The Department of Elderly Affairs has prioritized its waiting lists, said Secretary Terry White. People most likely to go into a nursing home are rated 4 or 5 and go to the top of the list. People rated 3 or below can probably gut it out by themselves, or with help from federal programs like Meals on Wheels.
Branvall, for example, is rated a "high 3."
"In tight budget times, we compare it to a ship going down with 100 people and lifeboats that fit 10," White said. "We are going to take the sickest, the poorest, the frailest."
Medicaid takes, on average, almost six months to process a client's application, White said. People who are in desperate straits sometimes get CCE services while they wait for Medicaid. Others get by as best they can while case managers pray they don't deteriorate.
Lt. Gov. Frank Brogan gained praise from advocates two years ago when he chaired a commission to study long-term care. The nursing home industry was lobbying hard for damage caps on lawsuits. Trial lawyers complained about abuse and neglect. Advocates and academics pushed for bigger nursing home staffs and more home-based programs. The commission included representatives from all these factions.
Brogan kept the meetings reasonably civil and, after a year, the Legislature imposed some lawsuit caps, passed quality measures and required nursing homes to hire more staff -- giving something to everybody.
More staffing is one reason nursing home spending has risen so dramatically, 20 times faster than the growth in patients.
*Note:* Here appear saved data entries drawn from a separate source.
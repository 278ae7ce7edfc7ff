use std::path::Path;

/// Derive the collection name for a codebase path.
///
/// `code_chunks_` + first 8 hex chars of md5 over the canonical path string.
/// 8 hex chars is 32 bits, so by the birthday bound two distinct codebases
/// collide with ~50% probability only once a single user indexes on the
/// order of 2^16 (~77k) codebases. Collisions are tolerated, not detected.
pub fn collection_name(canonical_path: &Path) -> String {
  format!("code_chunks_{}", path_hash8(canonical_path))
}

/// File name of the synchronizer snapshot for a codebase path.
///
/// Shares the collection's 8-hex prefix so a collection and its snapshot can
/// be correlated on disk.
pub fn snapshot_file_name(canonical_path: &Path) -> String {
  format!("code_chunks_{}.json", path_hash8(canonical_path))
}

fn path_hash8(path: &Path) -> String {
  let digest = md5::compute(path.to_string_lossy().as_bytes());
  format!("{digest:x}")[..8].to_string()
}
//! Leading-comment scanning for chunk extension.

use codectx_core::Language;

/// Scan upward from the line above `node_start_idx` (0-based) through a
/// contiguous comment block and return the 0-based index of its first line.
///
/// `min_idx` is the first index the scan may claim; lines below it belong to
/// an earlier chunk. Blank lines terminate the scan outside a block comment
/// and continue it inside one. Returns `None` when no comment directly
/// precedes the node.
pub fn leading_comment_start(lines: &[&str], node_start_idx: usize, min_idx: usize, language: Language) -> Option<usize> {
  let mut first: Option<usize> = None;
  let mut in_block = false;
  let mut i = node_start_idx;

  while i > min_idx {
    let line = lines[i - 1].trim();

    if in_block {
      first = Some(i - 1);
      if line.starts_with("/*") {
        in_block = false;
      }
      i -= 1;
      continue;
    }

    if line.is_empty() {
      break;
    }

    if line.ends_with("*/") {
      first = Some(i - 1);
      // A one-line `/* ... */` closes immediately; otherwise keep scanning
      // until the opening marker.
      if !line.contains("/*") {
        in_block = true;
      }
      i -= 1;
      continue;
    }

    if is_line_comment(line, language) || line.starts_with('*') {
      first = Some(i - 1);
      i -= 1;
      continue;
    }

    break;
  }

  // An unterminated block scan means the `*/` had no matching `/*` above the
  // node; treat whatever was collected as the comment block anyway.
  first
}

fn is_line_comment(trimmed: &str, language: Language) -> bool {
  match language {
    Language::Python | Language::Ruby | Language::Shell | Language::Yaml | Language::Toml => trimmed.starts_with('#'),
    Language::Sql => trimmed.starts_with("--"),
    _ => trimmed.starts_with("//"),
  }
}

#[cfg(test)]
mod tests {
  use super::*;

  fn lines(source: &str) -> Vec<&str> {
    source.lines().collect()
  }

  #[test]
  fn test_no_comment_above() {
    let src = lines("let x = 1;\nfn main() {}");
    assert_eq!(leading_comment_start(&src, 1, 0, Language::Rust), None);
  }

  #[test]
  fn test_single_line_comment() {
    let src = lines("// entry point\nfn main() {}");
    assert_eq!(leading_comment_start(&src, 1, 0, Language::Rust), Some(0));
  }

  #[test]
  fn test_doc_comment_block() {
    let src = lines("/// First\n/// Second\nfn main() {}");
    assert_eq!(leading_comment_start(&src, 2, 0, Language::Rust), Some(0));
  }

  #[test]
  fn test_block_comment_with_blank_line_inside() {
    let src = lines("/*\n * part one\n\n * part two\n */\nfn main() {}");
    assert_eq!(leading_comment_start(&src, 5, 0, Language::Rust), Some(0));
  }

  #[test]
  fn test_blank_line_terminates_outside_block() {
    let src = lines("// unrelated\n\nfn main() {}");
    assert_eq!(leading_comment_start(&src, 2, 0, Language::Rust), None);
  }

  #[test]
  fn test_stops_at_code() {
    let src = lines("let y = 2;\n// note\nfn main() {}");
    assert_eq!(leading_comment_start(&src, 2, 0, Language::Rust), Some(1));
  }

  #[test]
  fn test_min_idx_floor_respected() {
    let src = lines("// claimed by earlier chunk\n// mine\nfn main() {}");
    assert_eq!(leading_comment_start(&src, 2, 1, Language::Rust), Some(1));
  }

  #[test]
  fn test_hash_comments_for_python() {
    let src = lines("# helper\n# does things\ndef f():\n    pass");
    assert_eq!(leading_comment_start(&src, 2, 0, Language::Python), Some(0));
    // Hash is not a comment marker in Rust.
    assert_eq!(leading_comment_start(&src, 2, 0, Language::Rust), None);
  }

  #[test]
  fn test_javadoc_block() {
    let src = lines("/**\n * Doc.\n */\npublic class A {}");
    assert_eq!(leading_comment_start(&src, 3, 0, Language::Java), Some(0));
  }
}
For years, the industry complained that Medicaid didn't begin to cover the cost of treating residents. Bush and the Legislature listened.
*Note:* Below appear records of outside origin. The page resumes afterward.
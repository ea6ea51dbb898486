// tests/symbol_tests.rs
//
// Match semantics of each symbol kind, checked on both engines.

mod common;

use common::{matched, parse_at};
use rdparse::{pattern, rule, Engine, Expr, Grammar, PackratEngine, SimpleEngine, SymbolId, Value};

fn engines<'a>(g: &'a Grammar, text: &'a str) -> Vec<Box<dyn Engine<'a> + 'a>> {
    vec![
        Box::new(SimpleEngine::new(g, text)),
        Box::new(PackratEngine::new(g, text)),
    ]
}

#[test]
fn test_literal_advances_by_its_length() {
    let mut g = Grammar::new();
    let hello = g.add("hello").unwrap();
    for mut engine in engines(&g, "hello world") {
        assert_eq!(matched(engine.as_mut(), hello), Value::from("hello"));
        assert_eq!(engine.cursor().index(), 5);
    }
}

#[test]
fn test_literal_respects_utf8_boundaries() {
    let mut g = Grammar::new();
    let word = g.add("héllo").unwrap();
    let mut engine = SimpleEngine::new(&g, "héllo!");
    assert_eq!(matched(&mut engine, word), Value::from("héllo"));
    assert_eq!(engine.cursor().index(), "héllo".len());
}

#[test]
fn test_failed_match_leaves_cursor_unchanged() {
    let mut g = Grammar::new();
    g.define("Yzq", ("y", "z", "q")).unwrap();
    let candidates: Vec<SymbolId> = vec![
        g.add("q").unwrap(),
        g.add(pattern("[0-9]+")).unwrap(),
        g.add(("y", "q")).unwrap(),
        g.add(["q", "w"]).unwrap(),
        g.add(Expr::from("y") * (2, 3)).unwrap(),
        g.add(rule("Yzq")).unwrap(),
    ];

    for mut engine in engines(&g, "xyz") {
        for &id in &candidates {
            engine.cursor_mut().seek(1);
            let (result, index) = parse_at(engine.as_mut(), id);
            assert_eq!(result.unwrap(), None, "{}", g.describe(id));
            assert_eq!(index, 1, "{} moved the cursor", g.describe(id));
        }
    }
}

#[test]
fn test_alternation_prefers_first_success() {
    let mut g = Grammar::new();
    let choice = g.add(Expr::from("a") | ("a", "b")).unwrap();
    for mut engine in engines(&g, "ab") {
        assert_eq!(matched(engine.as_mut(), choice), Value::from("a"));
        assert_eq!(engine.cursor().index(), 1);
    }
}

#[test]
fn test_alternation_falls_through_to_later_choice() {
    let mut g = Grammar::new();
    let choice = g.add(Expr::from(("a", "c")) | ("a", "b")).unwrap();
    for mut engine in engines(&g, "ab") {
        let value = matched(engine.as_mut(), choice);
        assert_eq!(value, Value::List(vec![Value::from("a"), Value::from("b")]));
        assert!(engine.cursor().eof());
    }
}

#[test]
fn test_bounded_repeat() {
    let mut g = Grammar::new();
    let xs = g.add(Expr::from("x") * (2, 3)).unwrap();

    for (text, expected) in [("xx", Some(2)), ("xxxx", Some(3)), ("x", None), ("", None)] {
        for mut engine in engines(&g, text) {
            let (result, index) = parse_at(engine.as_mut(), xs);
            let count = result.unwrap().and_then(Value::into_list).map(|items| items.len());
            assert_eq!(count, expected, "input {text:?}");
            assert_eq!(index, expected.unwrap_or(0), "input {text:?}");
        }
    }
}

#[test]
fn test_pattern_is_anchored_and_greedy() {
    let mut g = Grammar::new();
    let digits = g.add(pattern("[0-9]+")).unwrap();
    for mut engine in engines(&g, "a123") {
        assert_eq!(parse_at(engine.as_mut(), digits).0.unwrap(), None);
        engine.cursor_mut().seek(1);
        assert_eq!(matched(engine.as_mut(), digits), Value::from("123"));
    }
}

#[test]
fn test_window_bounds_the_input() {
    let mut g = Grammar::new();
    let digits = g.add(pattern("[0-9]+")).unwrap();
    let mut engine = PackratEngine::with_window(&g, "ab1234cd", 2, Some(4));
    assert_eq!(matched(&mut engine, digits), Value::from("12"));
    assert!(engine.cursor().eof());
}

#[test]
fn test_empty_and_option() {
    let mut g = Grammar::new();
    let maybe_sign = g.add(Expr::from(["-", "+"]) | ()).unwrap();
    let mut engine = SimpleEngine::new(&g, "7");
    assert_eq!(matched(&mut engine, maybe_sign), Value::from(""));
    assert_eq!(engine.cursor().index(), 0);
}

#[test]
fn test_transform_applies_to_raw_match() {
    let mut g = Grammar::new();
    let len = g
        .add(pattern("[a-z]+").map(|v| Value::Number(v.as_text().map_or(0, str::len) as f64)))
        .unwrap();
    let mut engine = SimpleEngine::new(&g, "abc");
    assert_eq!(matched(&mut engine, len), Value::Number(3.0));
}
Last week, Brogan said home-based programs also will get the attention they deserve. "Those programs are essential services to people who are borderline," he said.
Brogan questioned how McBride proposes to pay for home-based programs when he also plans to spend more general revenue on schools. "That's writing a check I'm afraid he never wants to cash," Brogan said.
McBride spokesman Alan Stonecipher counters that Bush would have had more money for CCE and other home-based programs if he hadn't reduced taxes when Florida had a surplus.
"He returned $100-million in tax reductions for corporations and for those at the top," Stonecipher said. "In the meantime, there is a blind woman who can't be served by state government and a 4-year-old child in Miami who can't be served in a quality preschool."
Stonecipher acknowledged that long-term care financing grew as much, or more, under Bush than under any previous governor. But he questioned how that money was spent.
"We think substantial increases actually have gone to price increases to providers in private agencies, rather than to provide services," Stonecipher said. "Bill McBride is going to take a good hard look at that."